For those reasons, no contract should ever be taken lightly. It is important that you read your contracts thoroughly to ensure that they do not take anything from you which you do not want taken from you and that they give you everything you want or require.
Allocates Risk
A contract is also a means of allocating risk among the parties to it. Say, for example, you build garden fences for a living. You contract with a nail supplier to purchase a certain quantity of nails so that you can build a fence for Mrs. Hannessen.
Who should bear the risk of loss if the nails aren’t delivered to you?
What if the nails are delivered, but three months after you needed them?
What if the nails are of such a poor quality that they can’t hold the wood together?

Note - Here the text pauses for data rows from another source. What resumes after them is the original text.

//! Word categories shown as icon buttons

/// A category of words with its on-screen icon
#[derive(Debug, Clone, Copy, PartialEq, Eq)]
pub struct Category {
    pub name: &'static str,
    pub icon: &'static str,
    pub label: &'static str,
}

/// The categories offered by the game, in button order
pub const CATEGORIES: [Category; 4] = [
    Category {
        name: "animals",
        icon: "🐶",
        label: "חיות",
    },
    Category {
        name: "colors",
        icon: "🎨",
        label: "צבעים",
    },
    Category {
        name: "food",
        icon: "🍎",
        label: "אוכל",
    },
    Category {
        name: "objects",
        icon: "🔑",
        label: "חפצים",
    },
];

/// Category a fresh session starts in
pub const DEFAULT_CATEGORY: &str = "animals";

impl Category {
    /// Find a static category by name
    #[must_use]
    pub fn by_name(name: &str) -> Option<&'static Self> {
        CATEGORIES.iter().find(|category| category.name == name)
    }

    /// Find a static category by its 1-based button number
    #[must_use]
    pub fn by_number(number: usize) -> Option<&'static Self> {
        number.checked_sub(1).and_then(|index| CATEGORIES.get(index))
    }
}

In each case, Mrs. Hannessen has a legal claim against you for a breach of contract (i.e., because you can’t fulfill your contract with her to build her fence). Should you assume the risk for the losses resulting from that claim or should that risk lie with the nail supplier? Common sense says it should lie with the nail supplier — but does your contract say so?

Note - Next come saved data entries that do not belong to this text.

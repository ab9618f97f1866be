//! Runtime configuration
//!
//! Resolved from the command line in `main.rs`; also owns the policy for
//! what to do when the word source is broken.

use crate::core::{CATEGORIES, DEFAULT_CATEGORY};
use crate::storage::AppPaths;
use crate::wordlists::{LoadError, WordRepository, loader};
use std::path::PathBuf;
use tracing::Level;

/// Where words come from
#[derive(Debug, Clone, PartialEq, Eq)]
pub enum WordSource {
    Embedded,
    File(PathBuf),
}

#[derive(Debug, Clone)]
pub struct Config {
    pub words: WordSource,
    pub paths: AppPaths,
    pub category: String,
    pub auto_submit: bool,
    /// Keep playing with whatever words are available instead of failing
    pub lenient: bool,
    pub log_level: Level,
}

impl Default for Config {
    fn default() -> Self {
        Self {
            words: WordSource::Embedded,
            paths: AppPaths::from_platform(),
            category: DEFAULT_CATEGORY.to_string(),
            auto_submit: false,
            lenient: false,
            log_level: Level::INFO,
        }
    }
}

impl Config {
    /// Load the configured word lists
    ///
    /// Strict mode fails on an unreadable source or a missing category.
    /// Lenient mode logs the problem, falls back to the embedded lists when
    /// the file is unusable, and leaves missing categories unplayable.
    ///
    /// # Errors
    ///
    /// Returns `LoadError` in strict mode only.
    pub fn load_words(&self) -> Result<WordRepository, LoadError> {
        let words = match (&self.words, self.lenient) {
            (WordSource::Embedded, _) => WordRepository::embedded(),
            (WordSource::File(path), false) => loader::load_from_file(path)?,
            (WordSource::File(path), true) => loader::load_from_file(path).unwrap_or_else(|err| {
                tracing::error!("{err}; using bundled word lists");
                WordRepository::embedded()
            }),
        };

        match words.require(&CATEGORIES) {
            Ok(()) => Ok(words),
            Err(err) if self.lenient => {
                tracing::warn!("{err}; continuing without it");
                Ok(words)
            }
            Err(err) => Err(err),
        }
    }
}

#[cfg(test)]
mod tests {
    use super::*;
    use std::fs;

    fn write_words(name: &str, json: &str) -> PathBuf {
        let dir = std::env::temp_dir().join(format!("hebrew-wordle-config-{}", std::process::id()));
        fs::create_dir_all(&dir).unwrap();
        let path = dir.join(name);
        fs::write(&path, json).unwrap();
        path
    }

    fn config(words: WordSource, lenient: bool) -> Config {
        Config {
            words,
            lenient,
            ..Config::default()
        }
    }

    #[test]
    fn embedded_words_load() {
        let words = config(WordSource::Embedded, false).load_words().unwrap();
        assert!(!words.is_empty());
    }

    #[test]
    fn strict_fails_on_missing_file() {
        let path = std::env::temp_dir().join("hebrew-wordle-config-absent.json");
        let err = config(WordSource::File(path), false).load_words().unwrap_err();
        assert!(matches!(err, LoadError::Io { .. }));
    }

    #[test]
    fn lenient_falls_back_to_embedded() {
        let path = write_words("broken.json", "not json");
        let words = config(WordSource::File(path), true).load_words().unwrap();
        assert!(words.is_playable("animals"));
    }

    #[test]
    fn strict_requires_every_category() {
        let path = write_words("partial-strict.json", r#"{"animals": ["דגים"]}"#);
        let err = config(WordSource::File(path), false).load_words().unwrap_err();
        assert!(matches!(err, LoadError::MissingCategory(_)));
    }

    #[test]
    fn lenient_keeps_partial_lists() {
        let path = write_words("partial-lenient.json", r#"{"animals": ["דגים"]}"#);
        let words = config(WordSource::File(path), true).load_words().unwrap();
        assert_eq!(words.words("animals").len(), 1);
        assert!(!words.is_playable("colors"));
    }
}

It is one of the purposes of any contract you enter into to try to anticipate these contingencies and address them in advance in the contract. In part, that means knowing what can go wrong and who is responsible to fix it when something does go wrong. In that way, you are able to determine precisely the risks of loss you are going to bear in the event something goes wrong.
Provides a Legal Basis for Restitution
A contract, as noted, is a legally enforceable agreement. That means every contract has the weight of the law behind it. Thus, if someone fails to abide by one of their contractual obligations — that is, if he or she breaches an obligation — that breach can give rise to a legal claim for restitution by any party to the contract who has suffered a loss as a result of the breach.
So, for example, if you are a party to a contract with a nail supplier to supply you with a certain quantity of nails and your contract stipulates that the nails are to be delivered to you by a certain date, then if the nails are not delivered by that date, not only do you have a moral right to complain to the nail supplier about the inadequacy of its business practices but you also have a legal right to receive restitution for the losses you suffer as a result of the nail supplier’s actions. That right arises as a matter of law and can be enforced by the law so that you — as the non-breaching party — are put in the same position as you would have been had the contract been properly carried out.
Summary
It is one thing to enter into a contract. It is quite another to know what it means to do so. Before you sign on the dotted line — whether on behalf of yourself or your business — be sure to bear the above issues in mind and consider how, in each case, they can affect what you are binding yourself (and the other parties to the contract) to do.